Work task: Answer with a number only, stating how many lines of the records hold the word "filename".

[Stored data]
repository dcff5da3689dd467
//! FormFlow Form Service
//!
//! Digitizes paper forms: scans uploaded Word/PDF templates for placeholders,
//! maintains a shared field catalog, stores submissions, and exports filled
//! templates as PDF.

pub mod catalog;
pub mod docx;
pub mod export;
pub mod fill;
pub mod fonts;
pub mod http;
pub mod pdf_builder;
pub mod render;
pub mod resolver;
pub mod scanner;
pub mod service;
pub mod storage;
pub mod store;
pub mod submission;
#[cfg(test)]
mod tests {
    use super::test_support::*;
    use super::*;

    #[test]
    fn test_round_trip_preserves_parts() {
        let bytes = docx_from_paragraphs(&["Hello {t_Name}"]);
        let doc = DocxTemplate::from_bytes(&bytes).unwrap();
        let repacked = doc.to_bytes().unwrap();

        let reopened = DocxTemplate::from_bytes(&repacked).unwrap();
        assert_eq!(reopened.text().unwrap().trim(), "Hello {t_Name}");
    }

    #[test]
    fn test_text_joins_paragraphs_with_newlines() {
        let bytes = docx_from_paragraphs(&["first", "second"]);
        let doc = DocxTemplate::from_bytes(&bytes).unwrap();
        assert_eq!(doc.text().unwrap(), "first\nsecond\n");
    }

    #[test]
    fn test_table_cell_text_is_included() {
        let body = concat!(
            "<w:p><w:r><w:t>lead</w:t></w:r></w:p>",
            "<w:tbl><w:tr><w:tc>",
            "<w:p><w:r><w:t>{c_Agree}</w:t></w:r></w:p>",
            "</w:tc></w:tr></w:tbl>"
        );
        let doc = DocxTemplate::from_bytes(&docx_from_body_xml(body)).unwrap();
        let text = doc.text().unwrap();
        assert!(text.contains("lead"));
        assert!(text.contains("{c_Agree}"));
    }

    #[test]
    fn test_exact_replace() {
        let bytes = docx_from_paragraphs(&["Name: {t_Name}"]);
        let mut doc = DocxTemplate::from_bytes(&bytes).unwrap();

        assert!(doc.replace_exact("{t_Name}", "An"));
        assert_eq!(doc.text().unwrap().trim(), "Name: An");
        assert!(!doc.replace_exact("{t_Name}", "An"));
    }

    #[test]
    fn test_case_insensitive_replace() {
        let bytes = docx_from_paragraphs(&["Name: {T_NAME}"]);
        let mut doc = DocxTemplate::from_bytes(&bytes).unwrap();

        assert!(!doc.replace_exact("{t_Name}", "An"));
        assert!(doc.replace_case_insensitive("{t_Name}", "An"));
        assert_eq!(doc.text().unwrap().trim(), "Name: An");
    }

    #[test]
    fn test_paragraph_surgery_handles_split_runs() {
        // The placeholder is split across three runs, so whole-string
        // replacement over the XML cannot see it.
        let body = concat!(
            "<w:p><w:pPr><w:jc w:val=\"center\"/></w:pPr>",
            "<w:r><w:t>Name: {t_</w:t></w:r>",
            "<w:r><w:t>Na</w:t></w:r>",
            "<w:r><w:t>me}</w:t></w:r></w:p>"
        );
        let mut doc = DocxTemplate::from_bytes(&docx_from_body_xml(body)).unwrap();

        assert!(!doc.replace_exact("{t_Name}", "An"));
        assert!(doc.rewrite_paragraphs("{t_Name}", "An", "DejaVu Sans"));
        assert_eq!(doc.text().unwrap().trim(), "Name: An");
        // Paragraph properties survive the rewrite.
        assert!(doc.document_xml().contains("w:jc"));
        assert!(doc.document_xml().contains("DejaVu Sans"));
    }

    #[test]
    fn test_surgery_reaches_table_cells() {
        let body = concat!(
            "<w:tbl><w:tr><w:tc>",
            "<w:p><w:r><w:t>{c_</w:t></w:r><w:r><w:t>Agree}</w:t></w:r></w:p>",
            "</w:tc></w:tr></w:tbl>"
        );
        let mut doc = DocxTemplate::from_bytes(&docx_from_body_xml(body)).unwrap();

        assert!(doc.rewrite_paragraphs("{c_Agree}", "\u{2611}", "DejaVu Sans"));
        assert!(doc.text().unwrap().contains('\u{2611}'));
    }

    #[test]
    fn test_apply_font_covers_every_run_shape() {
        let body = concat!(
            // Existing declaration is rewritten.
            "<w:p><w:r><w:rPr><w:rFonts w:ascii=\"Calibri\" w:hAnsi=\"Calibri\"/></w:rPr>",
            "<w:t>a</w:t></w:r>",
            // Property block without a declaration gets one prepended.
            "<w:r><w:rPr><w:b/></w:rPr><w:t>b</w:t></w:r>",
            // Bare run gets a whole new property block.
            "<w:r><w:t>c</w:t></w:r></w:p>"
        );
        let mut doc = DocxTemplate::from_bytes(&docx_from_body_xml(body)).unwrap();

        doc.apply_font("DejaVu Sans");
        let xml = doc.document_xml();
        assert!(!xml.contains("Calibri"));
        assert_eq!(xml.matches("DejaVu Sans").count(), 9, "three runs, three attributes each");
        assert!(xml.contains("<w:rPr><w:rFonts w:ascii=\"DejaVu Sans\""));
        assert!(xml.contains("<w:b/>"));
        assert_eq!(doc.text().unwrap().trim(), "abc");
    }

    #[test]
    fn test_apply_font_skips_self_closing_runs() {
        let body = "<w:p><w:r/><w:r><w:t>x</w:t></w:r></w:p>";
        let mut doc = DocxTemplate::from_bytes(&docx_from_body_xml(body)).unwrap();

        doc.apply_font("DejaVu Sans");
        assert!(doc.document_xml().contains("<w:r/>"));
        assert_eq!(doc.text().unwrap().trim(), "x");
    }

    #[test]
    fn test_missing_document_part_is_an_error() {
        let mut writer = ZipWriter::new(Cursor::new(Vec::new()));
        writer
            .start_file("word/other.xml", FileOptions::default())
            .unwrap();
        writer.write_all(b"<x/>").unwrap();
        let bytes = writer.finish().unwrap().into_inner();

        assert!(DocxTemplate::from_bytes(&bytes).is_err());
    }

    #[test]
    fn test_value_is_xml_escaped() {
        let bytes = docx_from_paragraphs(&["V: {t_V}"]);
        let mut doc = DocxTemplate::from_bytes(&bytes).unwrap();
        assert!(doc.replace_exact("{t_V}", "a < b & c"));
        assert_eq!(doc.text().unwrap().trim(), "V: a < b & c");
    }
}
...
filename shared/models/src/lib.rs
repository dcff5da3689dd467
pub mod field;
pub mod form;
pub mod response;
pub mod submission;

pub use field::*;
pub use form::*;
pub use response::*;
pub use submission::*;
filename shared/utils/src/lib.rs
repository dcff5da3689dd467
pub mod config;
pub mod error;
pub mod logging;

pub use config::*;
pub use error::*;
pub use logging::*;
...
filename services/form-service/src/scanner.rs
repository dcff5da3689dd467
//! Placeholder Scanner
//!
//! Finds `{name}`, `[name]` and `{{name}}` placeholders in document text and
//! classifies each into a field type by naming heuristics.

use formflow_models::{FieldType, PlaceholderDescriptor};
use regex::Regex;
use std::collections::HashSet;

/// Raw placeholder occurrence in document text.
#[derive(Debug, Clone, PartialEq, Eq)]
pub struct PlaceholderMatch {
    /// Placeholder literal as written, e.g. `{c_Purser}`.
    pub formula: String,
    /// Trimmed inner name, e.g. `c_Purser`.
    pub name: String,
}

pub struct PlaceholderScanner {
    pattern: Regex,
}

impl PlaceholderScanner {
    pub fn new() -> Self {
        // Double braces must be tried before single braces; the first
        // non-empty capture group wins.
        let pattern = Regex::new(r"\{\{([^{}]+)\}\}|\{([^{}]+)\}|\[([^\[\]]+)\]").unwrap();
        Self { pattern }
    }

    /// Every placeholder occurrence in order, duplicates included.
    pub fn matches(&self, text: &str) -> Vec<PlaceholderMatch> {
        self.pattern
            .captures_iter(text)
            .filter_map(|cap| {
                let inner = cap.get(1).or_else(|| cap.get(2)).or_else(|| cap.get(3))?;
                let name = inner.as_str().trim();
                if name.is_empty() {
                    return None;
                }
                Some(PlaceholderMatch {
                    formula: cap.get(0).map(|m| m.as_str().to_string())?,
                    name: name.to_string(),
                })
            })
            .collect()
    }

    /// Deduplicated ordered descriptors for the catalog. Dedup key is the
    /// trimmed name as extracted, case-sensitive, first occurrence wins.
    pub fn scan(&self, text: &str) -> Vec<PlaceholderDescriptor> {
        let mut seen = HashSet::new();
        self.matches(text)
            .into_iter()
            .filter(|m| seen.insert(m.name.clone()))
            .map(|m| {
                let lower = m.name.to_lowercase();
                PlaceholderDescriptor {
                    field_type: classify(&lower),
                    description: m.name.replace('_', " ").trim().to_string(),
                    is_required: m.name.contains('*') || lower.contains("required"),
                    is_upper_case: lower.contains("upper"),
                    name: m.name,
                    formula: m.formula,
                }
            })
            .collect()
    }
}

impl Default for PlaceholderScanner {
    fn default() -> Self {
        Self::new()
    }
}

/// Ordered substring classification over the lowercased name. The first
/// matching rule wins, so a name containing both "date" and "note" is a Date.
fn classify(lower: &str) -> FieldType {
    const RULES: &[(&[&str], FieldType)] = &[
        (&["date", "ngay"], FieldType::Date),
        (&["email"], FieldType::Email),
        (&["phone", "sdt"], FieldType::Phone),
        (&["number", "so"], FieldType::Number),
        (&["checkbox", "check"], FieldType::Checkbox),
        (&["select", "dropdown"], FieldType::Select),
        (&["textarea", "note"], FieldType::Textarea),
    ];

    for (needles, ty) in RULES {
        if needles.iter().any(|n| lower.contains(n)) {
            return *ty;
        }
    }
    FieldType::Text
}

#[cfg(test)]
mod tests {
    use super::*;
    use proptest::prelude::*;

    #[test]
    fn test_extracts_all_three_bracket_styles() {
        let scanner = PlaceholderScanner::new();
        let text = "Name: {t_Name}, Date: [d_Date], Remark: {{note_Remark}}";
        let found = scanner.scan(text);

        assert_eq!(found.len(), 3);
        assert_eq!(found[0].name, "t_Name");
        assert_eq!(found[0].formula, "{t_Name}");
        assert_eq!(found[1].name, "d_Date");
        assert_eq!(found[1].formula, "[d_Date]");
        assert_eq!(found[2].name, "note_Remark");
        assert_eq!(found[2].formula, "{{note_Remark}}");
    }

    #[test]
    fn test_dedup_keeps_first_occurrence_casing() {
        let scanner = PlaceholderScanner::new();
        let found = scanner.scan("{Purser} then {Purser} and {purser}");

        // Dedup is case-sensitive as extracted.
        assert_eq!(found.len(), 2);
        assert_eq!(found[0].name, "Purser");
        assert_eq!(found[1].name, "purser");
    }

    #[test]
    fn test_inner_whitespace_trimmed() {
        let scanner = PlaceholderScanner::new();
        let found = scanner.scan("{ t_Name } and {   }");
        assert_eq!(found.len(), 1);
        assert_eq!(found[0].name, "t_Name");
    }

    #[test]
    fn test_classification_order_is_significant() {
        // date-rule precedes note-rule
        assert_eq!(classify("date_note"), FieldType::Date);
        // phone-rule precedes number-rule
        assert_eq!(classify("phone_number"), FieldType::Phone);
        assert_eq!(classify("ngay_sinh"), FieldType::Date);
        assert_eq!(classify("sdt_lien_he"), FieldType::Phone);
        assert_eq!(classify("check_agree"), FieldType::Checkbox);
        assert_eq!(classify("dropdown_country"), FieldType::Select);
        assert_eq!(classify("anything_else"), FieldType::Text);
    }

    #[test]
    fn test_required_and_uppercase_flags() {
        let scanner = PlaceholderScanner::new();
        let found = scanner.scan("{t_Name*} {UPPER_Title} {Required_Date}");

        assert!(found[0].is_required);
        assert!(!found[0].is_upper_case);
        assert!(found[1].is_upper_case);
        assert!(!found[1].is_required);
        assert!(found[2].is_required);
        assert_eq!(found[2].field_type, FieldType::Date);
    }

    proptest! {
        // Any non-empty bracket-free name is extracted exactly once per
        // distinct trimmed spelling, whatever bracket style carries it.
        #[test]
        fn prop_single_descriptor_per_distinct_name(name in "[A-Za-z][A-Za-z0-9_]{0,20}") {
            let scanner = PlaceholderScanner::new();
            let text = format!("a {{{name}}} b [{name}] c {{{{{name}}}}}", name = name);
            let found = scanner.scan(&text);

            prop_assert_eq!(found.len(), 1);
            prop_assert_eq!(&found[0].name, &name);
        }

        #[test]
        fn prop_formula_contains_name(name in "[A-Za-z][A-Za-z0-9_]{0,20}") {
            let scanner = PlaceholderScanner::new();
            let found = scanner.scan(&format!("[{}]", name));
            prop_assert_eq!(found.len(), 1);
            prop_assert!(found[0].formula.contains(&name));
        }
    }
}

Solution to the exercise: 3